Extracted entries →
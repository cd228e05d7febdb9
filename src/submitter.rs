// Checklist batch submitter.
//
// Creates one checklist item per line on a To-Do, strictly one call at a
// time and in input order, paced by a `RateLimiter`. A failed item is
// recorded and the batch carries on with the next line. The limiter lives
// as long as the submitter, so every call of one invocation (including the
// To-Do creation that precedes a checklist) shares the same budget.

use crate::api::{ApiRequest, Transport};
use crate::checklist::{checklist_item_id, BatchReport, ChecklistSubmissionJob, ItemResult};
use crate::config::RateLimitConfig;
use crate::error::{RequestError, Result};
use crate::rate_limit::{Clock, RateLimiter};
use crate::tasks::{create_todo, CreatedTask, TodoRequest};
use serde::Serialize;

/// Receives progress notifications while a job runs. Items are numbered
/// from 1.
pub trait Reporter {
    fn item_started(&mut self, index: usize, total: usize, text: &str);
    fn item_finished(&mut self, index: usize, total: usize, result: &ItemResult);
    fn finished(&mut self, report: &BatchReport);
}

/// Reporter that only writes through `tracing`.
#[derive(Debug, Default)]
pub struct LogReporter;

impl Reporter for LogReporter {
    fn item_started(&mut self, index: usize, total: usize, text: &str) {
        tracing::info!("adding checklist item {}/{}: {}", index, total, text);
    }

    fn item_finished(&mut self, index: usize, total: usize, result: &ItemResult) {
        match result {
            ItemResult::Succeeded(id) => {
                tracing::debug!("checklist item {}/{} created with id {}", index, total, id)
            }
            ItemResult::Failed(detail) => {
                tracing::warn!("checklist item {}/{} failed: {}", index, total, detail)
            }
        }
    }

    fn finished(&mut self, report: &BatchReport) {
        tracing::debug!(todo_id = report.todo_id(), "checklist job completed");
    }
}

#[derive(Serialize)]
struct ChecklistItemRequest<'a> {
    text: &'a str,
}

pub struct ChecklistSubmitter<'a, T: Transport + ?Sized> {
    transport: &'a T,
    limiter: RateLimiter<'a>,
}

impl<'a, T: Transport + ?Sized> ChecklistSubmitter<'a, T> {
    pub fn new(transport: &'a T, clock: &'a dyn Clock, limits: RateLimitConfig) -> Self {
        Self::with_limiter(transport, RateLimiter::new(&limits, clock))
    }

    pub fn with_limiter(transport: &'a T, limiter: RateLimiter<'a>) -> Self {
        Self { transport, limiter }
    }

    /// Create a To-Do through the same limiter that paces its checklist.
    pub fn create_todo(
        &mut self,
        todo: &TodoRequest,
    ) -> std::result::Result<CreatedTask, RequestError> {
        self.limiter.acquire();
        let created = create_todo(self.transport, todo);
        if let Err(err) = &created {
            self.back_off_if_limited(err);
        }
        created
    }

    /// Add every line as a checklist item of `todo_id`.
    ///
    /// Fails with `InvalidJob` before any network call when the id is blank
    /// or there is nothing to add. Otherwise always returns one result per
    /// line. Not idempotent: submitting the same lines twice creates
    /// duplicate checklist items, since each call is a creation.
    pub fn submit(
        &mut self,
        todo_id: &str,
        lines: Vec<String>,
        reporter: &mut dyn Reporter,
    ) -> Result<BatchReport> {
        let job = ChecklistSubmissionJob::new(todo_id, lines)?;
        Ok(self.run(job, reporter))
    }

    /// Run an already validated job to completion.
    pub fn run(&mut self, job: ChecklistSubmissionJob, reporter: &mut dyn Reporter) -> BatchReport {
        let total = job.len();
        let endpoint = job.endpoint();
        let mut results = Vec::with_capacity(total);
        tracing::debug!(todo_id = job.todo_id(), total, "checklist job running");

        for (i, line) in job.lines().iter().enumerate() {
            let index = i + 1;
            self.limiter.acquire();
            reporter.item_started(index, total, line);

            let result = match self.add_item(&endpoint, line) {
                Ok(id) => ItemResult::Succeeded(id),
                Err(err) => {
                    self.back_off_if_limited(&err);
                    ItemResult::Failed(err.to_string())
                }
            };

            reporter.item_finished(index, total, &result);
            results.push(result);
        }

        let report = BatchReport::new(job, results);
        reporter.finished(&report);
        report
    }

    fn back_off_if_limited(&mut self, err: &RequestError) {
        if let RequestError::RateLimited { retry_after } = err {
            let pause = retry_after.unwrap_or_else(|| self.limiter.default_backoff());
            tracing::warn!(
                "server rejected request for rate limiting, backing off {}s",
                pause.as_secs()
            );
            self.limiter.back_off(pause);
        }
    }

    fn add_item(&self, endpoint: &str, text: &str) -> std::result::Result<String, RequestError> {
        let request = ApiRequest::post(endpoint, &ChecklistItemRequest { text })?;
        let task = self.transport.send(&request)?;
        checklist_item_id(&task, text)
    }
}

What needs to be done →
Among the lines above, list those that contain the word "creation".

Output below →
// To-Do creation that precedes a checklist) shares the same budget.
    /// duplicate checklist items, since each call is a creation.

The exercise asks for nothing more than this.